As the phosphorus source used in the reaction process of the present invention, various materials may be used according to a chemical synthesis method to be adopted. Examples thereof include: a phosphine derivative such as a silylphosphine compound and an aminophosphine compound; and phosphine gas. A silylphosphine compound represented by the following general formula (a) is preferred from the viewpoints of easy obtainability of the quantum dot, availability, and control of the particle size distribution of the resulting quantum dot. The silylphosphine compound used as phosphorus source is a tertiary compound having a phosphorus atom to which three silyl groups are bonded.
Preferred examples of the alkyl group having 1 or more and 5 or less carbon atoms represented by R in the general formula (a) include a straight-chain or branched-chain alkyl group, and specifically, a methyl group, an ethyl group, an n-propyl group, and an iso-propyl group, an n-butyl group, a sec-butyl group, a tert-butyl group, an iso-butyl group, an n-amyl group, an iso-amyl group, and a tert-amyl group.
Examples of the aryl group represented by R having 6 or more and 10 or less carbon atoms in the general formula (a) include a phenyl group, a tolyl group, an ethylphenyl group, a propylphenyl group, an iso-propylphenyl group, a butylphenyl group, a sec-butylphenyl group, and a tert-butylphenyl group, an iso-butylphenyl group, a methylethylphenyl group and a trimethylphenyl group.
These alkyl groups and aryl groups may have one or two or more substituents. Examples of the substituent of alkyl groups include a hydroxy group, a halogen atom, a cyano group, and an amino group, and examples of the substituent of aryl groups include an alkyl group having 1 or more and 5 or less carbon atoms, an alkoxy group having 1 or more and 5 or less carbon atoms, a hydroxy group, a halogen atom, a cyano group, and an amino group. In the case where an aryl group is substituted with an alkyl group or an alkoxy group, the number of carbon atoms in the aryl group includes the number of carbon atoms of the alkyl group or the alkoxy group.
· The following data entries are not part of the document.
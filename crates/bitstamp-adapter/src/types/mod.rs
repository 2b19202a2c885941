/*
[INPUT]:  API schema definitions and serde requirements
[OUTPUT]: Typed Rust structs/enums with serialization support
[POS]:    Data layer - type definitions for API communication
[UPDATE]: When API schema changes or new types added
*/

pub mod enums;
pub mod models;

pub use enums::*;
pub use models::*;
The plurality of R in the above general formula (a) may be the same or different. Further, the three silyl groups (—SiR3) present in the above general formula (a) may be the same or different. As the silylphosphine compound represented by the above general formula (a), one with R being an alkyl group having 1 or more and 4 or less carbon atoms or a phenyl group unsubstituted or substituted with an alkyl group having 1 or more and 4 or less carbon atoms is preferred, from the viewpoint of a phosphorus source having excellent reactivity with other molecules such as an indium source during a synthesis reaction; and a trimethylsilyl group is particularly preferred.
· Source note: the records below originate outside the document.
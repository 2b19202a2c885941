/*
[INPUT]:  Crate modules
[OUTPUT]: Public surface of the bitstamp CLI (config + commands)
[POS]:    Crate root - module wiring
[UPDATE]: When public modules or exports change
*/

pub mod commands;
pub mod config;

pub use commands::Command;
pub use config::BitstampConfig;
As the indium source used in producing the InP quantum dot, various sources may be used in accordance with a chemical synthesis method to be employed. Preferred examples thereof include indium organic carboxylate, from the viewpoint of easily obtaining a quantum dot, and from the viewpoints of easy availability and easy control of the particle size distribution of the resulting quantum dot, and for example, include an indium saturated aliphatic carboxylate such as indium acetate, indium formate, indium propionate, indium butyrate, indium valerate, indium caprylate, indium enanthate, indium caprylate, indium pelargonate, indium caprate, indium laurate, indium myristate, indium palmitate, indium margarate, indium stearate, indium oleate, indium 2-ethylhexanate; and an indium unsaturated carboxylate such as indium oleate and indium linoleate. In particular, from the viewpoints of availability and particle size distribution control, it is preferable to use at least one selected from the group consisting of indium acetate, indium laurate, indium myristate, indium palmitate, indium stearate, and indium oleate, and it is most preferable to use an indium salt of a higher carboxylic acid having 12 or more and 18 or less carbon atoms.
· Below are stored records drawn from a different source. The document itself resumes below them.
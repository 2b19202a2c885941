/*
[INPUT]:  Parsed subcommand, configured REST client or WebSocket settings
[OUTPUT]: JSON results for REST calls; raw frames for streams
[POS]:    Command layer - maps CLI subcommands onto adapter calls
[UPDATE]: When adding subcommands or changing their output
*/

use anyhow::{Context, Result, bail};
use bitstamp_adapter::{
    BitstampClient, BitstampWebSocket, ConnectionState, OrderBookGroup, ReconnectPolicy,
    TransactionInterval, WsConfig,
};
use clap::Subcommand;
use serde_json::Value;
use tokio_util::sync::CancellationToken;
use tracing::info;

#[derive(Subcommand, Debug, Clone)]
pub enum Command {
    /// Latest ticker for a currency pair
    Ticker { pair: String },
    /// Hourly ticker for a currency pair
    HourlyTicker { pair: String },
    /// Order book snapshot
    OrderBook {
        pair: String,
        /// 0 = ungrouped, 1 = grouped by price, 2 = individual orders
        #[arg(long, default_value_t = 1)]
        group: u8,
    },
    /// Recent trades
    Transactions {
        pair: String,
        /// minute, hour or day
        #[arg(long, default_value = "hour")]
        time: TransactionInterval,
    },
    /// EUR/USD conversion rate
    ConversionRate,
    /// Account balances (signed)
    Balance {
        #[arg(long)]
        pair: Option<String>,
    },
    /// Status of one order (signed)
    OrderStatus { id: String },
    /// Print live frames for the given channels until interrupted
    Stream {
        #[arg(required = true)]
        channels: Vec<String>,
        /// Reconnect with exponential backoff when the connection drops
        #[arg(long)]
        reconnect: bool,
    },
}

impl Command {
    pub fn name(&self) -> &'static str {
        match self {
            Command::Ticker { .. } => "ticker",
            Command::HourlyTicker { .. } => "hourly-ticker",
            Command::OrderBook { .. } => "order-book",
            Command::Transactions { .. } => "transactions",
            Command::ConversionRate => "conversion-rate",
            Command::Balance { .. } => "balance",
            Command::OrderStatus { .. } => "order-status",
            Command::Stream { .. } => "stream",
        }
    }

    pub fn requires_credentials(&self) -> bool {
        matches!(self, Command::Balance { .. } | Command::OrderStatus { .. })
    }

    /// Argument checks that need no network access
    pub fn validate(&self) -> Result<()> {
        match self {
            Command::OrderBook { group, .. } => {
                OrderBookGroup::try_from(*group)?;
            }
            Command::OrderStatus { id } if id.trim().is_empty() => {
                bail!("order id must not be empty");
            }
            Command::Stream { channels, .. } if channels.iter().any(|c| c.trim().is_empty()) => {
                bail!("channel names must not be empty");
            }
            _ => {}
        }
        Ok(())
    }

    /// Run a REST subcommand and return its result as JSON
    pub async fn execute(&self, client: &BitstampClient) -> Result<Value> {
        let value = match self {
            Command::Ticker { pair } => serde_json::to_value(client.ticker(pair).await?)?,
            Command::HourlyTicker { pair } => {
                serde_json::to_value(client.hourly_ticker(pair).await?)?
            }
            Command::OrderBook { pair, group } => {
                serde_json::to_value(client.order_book(pair, *group).await?)?
            }
            Command::Transactions { pair, time } => {
                serde_json::to_value(client.transactions(pair, *time).await?)?
            }
            Command::ConversionRate => serde_json::to_value(client.conversion_rate().await?)?,
            Command::Balance { pair: None } => {
                serde_json::to_value(client.account_balance().await?)?
            }
            Command::Balance { pair: Some(pair) } => {
                serde_json::to_value(client.pair_balance(pair).await?)?
            }
            Command::OrderStatus { id } => serde_json::to_value(client.order_status(id).await?)?,
            Command::Stream { .. } => bail!("stream is not a REST command"),
        };
        Ok(value)
    }
}

/// Print every inbound frame until `shutdown` fires or the connection ends
pub async fn stream(
    config: WsConfig,
    channels: Vec<String>,
    reconnect: bool,
    shutdown: CancellationToken,
) -> Result<ConnectionState> {
    let mut ws = BitstampWebSocket::with_config(config, channels, |message: &str| {
        println!("{message}");
    });
    let handle = ws.handle();

    let stopper = tokio::spawn(async move {
        shutdown.cancelled().await;
        handle.stop();
    });

    let state = if reconnect {
        ws.run_with_reconnect(&ReconnectPolicy::default()).await
    } else {
        ws.run().await
    };
    stopper.abort();
    info!(?state, "stream finished");

    if state == ConnectionState::Error {
        bail!("stream ended with an error");
    }
    Ok(state)
}

pub fn render(value: &Value) -> Result<String> {
    serde_json::to_string_pretty(value).context("render result")
}

#[cfg(test)]
mod tests {
    use super::*;
    use bitstamp_adapter::ClientConfig;
    use wiremock::matchers::{method, path, query_param};
    use wiremock::{Mock, MockServer, ResponseTemplate};

    #[test]
    fn validate_rejects_bad_group_and_empty_id() {
        let command = Command::OrderBook {
            pair: "btcusd".to_string(),
            group: 3,
        };
        assert!(command.validate().is_err());

        let command = Command::OrderStatus {
            id: " ".to_string(),
        };
        assert!(command.validate().is_err());
        assert!(command.requires_credentials());

        let command = Command::Transactions {
            pair: "btcusd".to_string(),
            time: TransactionInterval::Day,
        };
        assert!(command.validate().is_ok());
        assert!(!command.requires_credentials());
    }

    #[tokio::test]
    async fn execute_order_book_returns_json() {
        let server = MockServer::start().await;
        Mock::given(method("GET"))
            .and(path("/api/v2/order_book/btcusd/"))
            .and(query_param("group", "2"))
            .respond_with(ResponseTemplate::new(200).set_body_json(serde_json::json!({
                "timestamp": "1600000000",
                "microtimestamp": "1600000000000000",
                "bids": [["100.0", "1.0", "11"]],
                "asks": [["101.0", "2.0", "12"]]
            })))
            .expect(1)
            .mount(&server)
            .await;

        let client = BitstampClient::with_config(ClientConfig {
            base_url: server.uri(),
            ..ClientConfig::default()
        })
        .expect("client");

        let command = Command::OrderBook {
            pair: "btcusd".to_string(),
            group: 2,
        };
        let value = command.execute(&client).await.expect("execute");
        assert_eq!(value["bids"][0]["price"], "100.0");
        assert_eq!(value["asks"][0]["order_id"], "12");
        assert!(render(&value).expect("render").contains("\"bids\""));
    }

    #[tokio::test]
    async fn execute_rejects_stream() {
        let client = BitstampClient::new().expect("client");
        let command = Command::Stream {
            channels: vec!["live_trades_btcusd".to_string()],
            reconnect: false,
        };
        assert!(command.execute(&client).await.is_err());
    }
}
Examples of the chemical synthesis method of the InP quantum dot include a sol-gel method (colloid method), a hot soap method, an inverse micelle method, a solvothermal method, a molecular precursor method, a hydrothermal synthesis method, and a flux method. In the method for producing the InP quantum dot in the present invention, it is preferable that a phosphorus source and an indium source be mixed and reacted at a temperature of 20° C. or more and 150° C. or less to obtain an InP quantum dot precursor, followed by a reaction at a temperature of 200° C. or more and 350° C. or less to obtain an InP-based quantum dot.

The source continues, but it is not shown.